Monday, Aug. 01, 1988

The Democrats "Your Record Is Not Reassuring"

By James Schlesinger

James Schlesinger has dealt with national security for every President since Dwight Eisenhower. He was CIA director and Secretary of Defense in the Nixon and Ford Administrations, then Energy Secretary for Jimmy Carter.

DEAR GOVERNOR DUKAKIS:

While congratulating you on your nomination, many of us who have worked for the nation's security in Democratic and Republican Administrations feel trepidation about your views -- and, more important, your instincts -- on crucial defense issues. All that we have to go on are your actions as Governor and your statements in the campaign.

As chief executive of Massachusetts, you have had an opportunity to affect the national-security policy of the country as a whole, and your record is not reassuring. You have steadily prevented Massachusetts' participation in the Ground Wave Emergency Network, a communications system designed to transmit warnings or presidential orders to the Strategic Air Command and the North American Aerospace Defense Command if the nation were under nuclear attack. Of 56 intended GWEN sites around the country, 52 have now been completed. Only your state and Rhode Island continue as holdouts. This Massachusetts gap in the national-warning system is particularly disquieting since the primary radar installation for detecting a submarine-launched missile attack is located on Cape Cod.

In your 1986 letter to the Air Force objecting to the placement of GWEN in Massachusetts, you suggested that having such a communications system might encourage the "mistaken belief that nuclear war can be kept under control once it begins" and thereby "make national leaders more inclined to let one begin." Governor, what deters war is the completeness and integrity of the U.S. deterrent, and secure communications enhance our deterrent. Yet you seem to suggest that the way to deter war is to be unprepared to respond.

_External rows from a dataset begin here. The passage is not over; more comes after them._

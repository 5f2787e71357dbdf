use std::{
    fmt::{self, Display, Formatter},
    slice::Iter,
};

/// The general-purpose registers of the target machine.
#[derive(Debug, Clone, Copy, PartialEq, Eq, Hash)]
pub enum Register {
    R0,
    R1,
    R2,
    R3,
    R4,
    R5,
    R6,
    R7,
}
impl Register {
    pub fn iter() -> Iter<'static, Register> {
        use Register::*;
        [R0, R1, R2, R3, R4, R5, R6, R7].iter()
    }
}
impl Display for Register {
    fn fmt(&self, f: &mut Formatter) -> fmt::Result {
        f.write_str(match self {
            Register::R0 => "R0",
            Register::R1 => "R1",
            Register::R2 => "R2",
            Register::R3 => "R3",
            Register::R4 => "R4",
            Register::R5 => "R5",
            Register::R6 => "R6",
            Register::R7 => "R7",
        })
    }
}

#[derive(Debug, Clone, Copy, PartialEq, Eq)]
pub enum Op {
    // Memory
    Load,
    Store,
    // Arithmetic
    Add,
    Sub,
    Mul,
    Div,
    Neg,
    Mov,
    // Comparison
    Cmp,
    SetEq,
    SetNe,
    SetLt,
    SetGt,
    // Jumps
    Jmp,
    Jz,
    Jnz,
    // Misc
    Print,
}
impl Display for Op {
    fn fmt(&self, f: &mut Formatter) -> fmt::Result {
        f.write_str(match self {
            Op::Load => "LOAD",
            Op::Store => "STORE",
            Op::Add => "ADD",
            Op::Sub => "SUB",
            Op::Mul => "MUL",
            Op::Div => "DIV",
            Op::Neg => "NEG",
            Op::Mov => "MOV",
            Op::Cmp => "CMP",
            Op::SetEq => "SETEQ",
            Op::SetNe => "SETNE",
            Op::SetLt => "SETLT",
            Op::SetGt => "SETGT",
            Op::Jmp => "JMP",
            Op::Jz => "JZ",
            Op::Jnz => "JNZ",
            Op::Print => "PRINT",
        })
    }
}
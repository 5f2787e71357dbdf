//! Functionality for converting a source code string into a [`tokens::Token`] stream.
mod char_ext;
mod char_lexer;
mod error;
mod lexer;

pub mod tokens;

pub use error::*;
pub use lexer::*;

In a matter less consequential but perhaps equally indicative, in your ten years as Governor you have declined all invitations to visit Hanscom Air Force Base, the premier military facility in Massachusetts and the home of the Air Force's Electronic Systems Division. Four ESD commanders have invited you. Accepting such invitations is the normal political practice, and other Massachusetts officials have regularly done so. Your unwillingness to visit Hanscom has led many of us to wonder whether you are viscerally antimilitary.

Your campaign statements to date have done little to dissipate such concerns. You have explicitly opposed America's latest intercontinental ballistic missile, the MX; plans for a small, single-warhead mobile ICBM, the Midgetman; the B-1 and Stealth bombers. You have also urged a ban on all missile test flights. You have indicated that you would terminate or radically reduce the Strategic Defense Initiative (SDI).

To be sure, you have strongly supported efforts to achieve further arms- control agreements. Nonetheless, for us unilaterally to curtail our strategic programs, as you have suggested, would remove much of the Soviet Union's military incentive for compromise and thus destroy much of America's leverage in negotiations. In recent months, as you have moved toward the political center, you have acknowledged the continued necessity for nuclear deterrence and have indicated that, despite your opposition to the MX and Midgetman, you are not necessarily against a new ICBM in principle. Yet you will find that any new missile program is impossible unless you back off from your commitment to a missile test-flight ban. We cannot have a new missile system unless we test it.

You have expressed support for NATO and called for a "conventional defense initiative." This exhortation, which so far is largely lacking in content, seems intended to constitute your substitute for SDI and other new strategic . programs. Those of us who have long advocated an improved conventional capability are eager to join in any serious effort to that end. But you seem not to have faced up to the intractable reality that improvement in the conventional balance is both difficult and costly.

Quite simply, nuclear weapons and nuclear strategy hold NATO together. Our European allies will view with alarm any statement that seems to weaken the nuclear element of the deterrent. They will be especially disturbed by any repetition of your remarks to the Atlantic Council on June 14 that NATO must be up "to the challenge of fighting -- and winning" a conventional war. The Europeans are interested not in fighting but in deterring a war. They would not want as an American President anyone who believes that conventional war is somehow fightable and winnable -- therefore acceptable.

Moreover, you will find that over the past decade or so, the Soviet Union has enormously improved the number and quality of its conventional forces. The Warsaw Pact has particularly improved its capability for short-warning attack. Therefore we have a dauntingly long way to go in restoring the conventional balance. Yet we and our key allies are under immense budgetary and other pressures to shrink NATO's forces. So while strengthening NATO's conventional capability is desirable, it will require careful handling of our allies and additional resources. In estimating the price tag for these conventional improvements at $3 billion over four or five years, as you did in an interview with the Baltimore Sun published on July 3, you have trivialized the problem. A more realistic estimate would be tens of billions of dollars a year. Strengthening NATO's ability to deter war should not be simply an afterthought for a politician who may have painted himself into a corner by opposing strategic nuclear programs; a true conventional defense initiative will require additional expenditures roughly on the order of the Strategic Defense Initiative itself. As you seek to become the leader of the free world and our Commander in Chief, many of us hope that you will acquire a better feel for these complexities.